Roma, 27 de fevereiro de 2026 — Em pronunciamento durante o evento “Ia e lavoro: governare la trasformazione, moltiplicare le opportunità”, o presidente do Inps, Gabriele Fava, defendeu a adoção de um Piano Marshall para o governo da inteligência artificial. Para Fava, a medida é determinante para a sustentabilidade do sistema público, para a competitividade da Itália e para a reinserção e futuro das novas gerações, dos mais velhos e de toda a população.
“Serve um Piano Marshall sobre o governo da inteligência artificial. É fundamental para a sustentabilidade do sistema, para a competitividade de nossa nação, e para o futuro dos nossos jovens”, declarou Fava. O presidente frisou que o debate não é só nacional: “Há também representações internacionais presentes, porque é importante partilhar práticas e construir um sistema coletivo”.
Na sua exposição, Fava traçou um panorama histórico e institucional: quem tem alguns anos recorda a burocracia presencial — entrar num escritório, preencher formulários, aguardar a vez. Em poucas décadas, o relacionamento com as instituições transformou-se: pedidos migraram para plataformas digitais, benefícios passaram a ser processados sem carimbos físicos, comunicações ficaram disponíveis em caixas digitais.

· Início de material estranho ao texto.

impl ListCoordinator {
    /// # Errors
    /// [`ConsignError::Configuration`](consign_types::ConsignError::Configuration)
    /// if `config` does not validate.
    pub fn new(gate: Arc<dyn RemoteGate>, actor: ActorId, config: &EngineConfig) -> Result<Self> {
        config.validate()?;
        Ok(Self {
            gate,
            clock: Arc::new(SystemClock),
            actor,
            page_size: config.list_page_size,
            filter: ListFilter::default(),
            active: Partition::Holding,
            views: HashMap::new(),
            refresh: RefreshHook::new(),
            snapshots: SnapshotStore::from_config(config),
        })
    }

    #[must_use]
    pub fn with_clock(mut self, clock: Arc<dyn Clock>) -> Self {
        self.clock = clock;
        self
    }

    /// Hook to hand to orchestrators; it shares this coordinator's stale flag.
    pub fn refresh_hook(&self) -> RefreshHook {
        self.refresh.clone()
    }

    pub fn active_partition(&self) -> Partition {
        self.active
    }

    pub fn filter(&self) -> &ListFilter {
        &self.filter
    }

    pub fn view(&self, partition: Partition) -> Option<&PartitionView> {
        self.views.get(&partition)
    }

    pub fn items(&self, partition: Partition) -> &[CollectibleHolding] {
        self.views
            .get(&partition)
            .map(|view| view.items.as_slice())
            .unwrap_or(&[])
    }

    /// Fetch one page and re-filter it. Also returns the raw page length.
    async fn fetch(&self, partition: Partition, page: u32) -> Result<(HoldingsPage, usize)> {
        let mut fetched = self
            .gate
            .holdings(&self.actor, partition, &self.filter, page, self.page_size)
            .await
            .inspect_err(|err| {
                tracing::error!(
                    actor = %self.actor,
                    %partition,
                    page,
                    error = %err,
                    "Holdings page failed to load"
                );
            })?;
        let received = fetched.list.len();
        fetched.list = refilter(partition, std::mem::take(&mut fetched.list));
        Ok((fetched, received))
    }

    /// Fetch pages `1..=pages` into a fresh view.
    async fn fetch_view(&self, partition: Partition, pages: u32) -> Result<PartitionView> {
        let mut view = PartitionView::default();
        for page in 1..=pages.max(1) {
            let (fetched, received) = self.fetch(partition, page).await?;
            view.absorb(fetched, received, self.page_size);
            if !view.has_more {
                break;
            }
        }
        Ok(view)
    }

    /// (Re)load `partition` from its first page. Returns the item count.
    pub async fn load_first_page(&mut self, partition: Partition) -> Result<usize> {
        let view = self.fetch_view(partition, 1).await?;
        let count = view.items.len();
        self.views.insert(partition, view);
        Ok(count)
    }

    /// Load the next page of `partition` and merge it. Returns the number of
    /// new holdings; zero when the partition is exhausted.
    pub async fn load_next_page(&mut self, partition: Partition) -> Result<usize> {
        let next = match self.views.get(&partition) {
            None => return self.load_first_page(partition).await,
            Some(view) if !view.has_more => return Ok(0),
            Some(view) => view.pages_loaded + 1,
        };
        let (fetched, received) = self.fetch(partition, next).await?;
        let view = self.views.entry(partition).or_default();
        let before = view.items.len();
        view.absorb(fetched, received, self.page_size);
        Ok(view.items.len() - before)
    }

    /// Make `partition` the active tab, loading it on first visit.
    pub async fn switch_partition(&mut self, partition: Partition) -> Result<()> {
        self.active = partition;
        if !self.views.contains_key(&partition) {
            self.load_first_page(partition).await?;
        }
        Ok(())
    }

    /// Replace the filters. Every partition is invalidated and the active
    /// one is reloaded.
    pub async fn set_filter(&mut self, filter: ListFilter) -> Result<()> {
        if filter == self.filter {
            return Ok(());
        }
        self.filter = filter;
        self.views.clear();
        self.load_first_page(self.active).await?;
        Ok(())
    }

    /// Reload every loaded partition (to its current page cursor) if an
    /// orchestrator marked the list stale. Returns whether a reload happened.
    ///
    /// # Errors
    /// A failed reload keeps the old views and leaves the list marked stale.
    pub async fn sync(&mut self) -> Result<bool> {
        if !self.refresh.take_stale() {
            return Ok(false);
        }

        let mut targets: Vec<(Partition, u32)> = self
            .views
            .iter()
            .map(|(partition, view)| (*partition, view.pages_loaded))
            .collect();
        if !self.views.contains_key(&self.active) {
            targets.push((self.active, 1));
        }
        targets.sort_unstable();

        let mut reloaded = Vec::with_capacity(targets.len());
        for (partition, pages) in targets {
            match self.fetch_view(partition, pages).await {
                Ok(view) => reloaded.push((partition, view)),
                Err(err) => {
                    self.refresh.mark_stale();
                    return Err(err);
                }
            }
        }

        tracing::info!(actor = %self.actor, partitions = reloaded.len(), "Holdings list reloaded");
        self.views.extend(reloaded);
        Ok(true)
    }

    /// Current batch candidate set.
    ///
    /// Uses the backend's batch listing; if it cannot be fetched, falls back
    /// to the loaded holding partition with the trading window unknown.
    pub async fn batch_candidate_set(&self) -> BatchCandidateSet {
        match self.gate.batch_candidates(&self.actor).await {
            Ok(candidates) => BatchCandidateSet::build(candidates.items, candidates.stats),
            Err(err) => {
                tracing::warn!(
                    actor = %self.actor,
                    error = %err,
                    "Batch candidate listing failed; using loaded holdings"
                );
                BatchCandidateSet::build(self.items(Partition::Holding).to_vec(), None)
            }
        }
    }

    fn snapshot_key(&self) -> String {
        list_identity(&self.actor, HOLDINGS_VIEW)
    }

    /// Remember the current position of the list.
    pub fn save_snapshot(&mut self, scroll_offset: u32) {
        let snapshot = ListSnapshot {
            partition: self.active,
            page: self
                .views
                .get(&self.active)
                .map_or(1, |view| view.pages_loaded.max(1)),
            filter: self.filter.clone(),
            scroll_offset,
            saved_at: self.clock.now(),
        };
        self.snapshots.save(self.snapshot_key(), snapshot);
    }

    /// Restore the saved position. A view already loaded under the same
    /// filter up to the saved page cursor is reused as is; otherwise the
    /// partition is reloaded up to that cursor. `None` when no fresh
    /// snapshot exists.
    pub async fn restore_snapshot(&mut self) -> Result<Option<ListSnapshot>> {
        let key = self.snapshot_key();
        let Some(snapshot) = self.snapshots.restore(&key, self.clock.now()) else {
            return Ok(None);
        };

        let filter_changed = snapshot.filter != self.filter;
        let reusable = !filter_changed
            && self
                .views
                .get(&snapshot.partition)
                .is_some_and(|view| view.pages_loaded >= snapshot.page);

        if !reusable {
            // Fetch under the saved filter; a failure leaves the list as it was.
            let previous = std::mem::replace(&mut self.filter, snapshot.filter.clone());
            let view = match self.fetch_view(snapshot.partition, snapshot.page).await {
                Ok(view) => view,
                Err(err) => {
                    self.filter = previous;
                    return Err(err);
                }
            };
            if filter_changed {
                self.views.clear();
            }
            self.views.insert(snapshot.partition, view);
        }
        self.active = snapshot.partition;
        tracing::debug!(
            partition = %snapshot.partition,
            page = snapshot.page,
            scroll_offset = snapshot.scroll_offset,
            reused = reusable,
            "Restored list snapshot"
        );
        Ok(Some(snapshot))
    }
}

Segundo o presidente do Inps, a chegada da inteligência artificial introduz uma nova camada de mudança. “A IA não altera apenas a forma dos serviços; ela interfere na maneira como informações, decisões e direitos são tratados”, disse Fava. A pergunta chave, na sua visão técnica, é: quando parte das decisões é mediada por sistemas digitais inteligentes, o que muda no pacto social? E qual deve ser o papel das instituições responsáveis por garantir equidade, sustentabilidade e transparência ao longo do ciclo de vida laboral?
Fava propôs uma tese direta e institucional: os órgãos previdenciários são o ponto onde a velocidade dos algoritmos deve ser confrontada com a justiça devida aos cidadãos. “Se não conciliarmos essas duas dimensões, corremos o risco de comprometer a credibilidade de um sistema de welfare avançado — a confiança”, alertou.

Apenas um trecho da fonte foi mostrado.